Isolation and Characterization of a Cytotoxic Pentapeptide, κ-casecidin, from Bovine κ-casein Digested with Bovine Trypsin

Abstract

Bovine κ-casein produced cytotoxic activity toward mouse spleen cells when it was digested with bovine trypsin or chymotrypsin. The cytotoxic activity reached a maximum when the casein was digested with the trypsin at 45°C for 5h and was observed when the spleen cells were cultured for 6h with the digest. A cytotoxic peptide was isolated from a digest prepared from κ-casein treated with trypsin for 5h by a combination of ion-exchange column chromatography, gel filtration and reversed-phase high performance liquid chromatography. The sequence of the isolated peptide was estimated as Phe-Phe-Ser-Asp-Lys, being compatible with sequence 17-21 of bovine κ-casein. A chemically synthesized peptide, Phe-Phe-Ser-Asp-Lys, produced cytotoxic activity toward mouse spleen cells at a dose response manner.
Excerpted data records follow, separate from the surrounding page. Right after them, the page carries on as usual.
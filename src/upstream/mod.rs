//! Upstream API access
//!
//! Only used to report whether configured credentials are accepted
//! upstream. Allowed requests are forwarded by the transport layer.

pub mod client;
pub mod types;

pub use client::{CredentialProbe, UpstreamClient};
pub use types::{CredentialStatus, UserInfo, parse_scopes};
On the other hand, the isolated peptide retained cytotoxic activities toward animal cells such as mouse spleen T- and B-lymphocyte-enriched cells, bovine milk cells and Jurkat, Clone E6-1 cells (a cell line from human acute leukemic T-lymphocyte). The mouse lymphocytes cultured with the isolated peptide revealed an internucleosomal DNA fragmentation. The isolated peptide significantly inhibited the proliferative responses of mouse spleen cells stimulated by lipopolysaccharide, pokeweed mitogen, phytohemagglutinin and concanavalin A. Moreover, the isolated peptide showed notable antibacterial activity against Staphylococcus aureus IFO3060.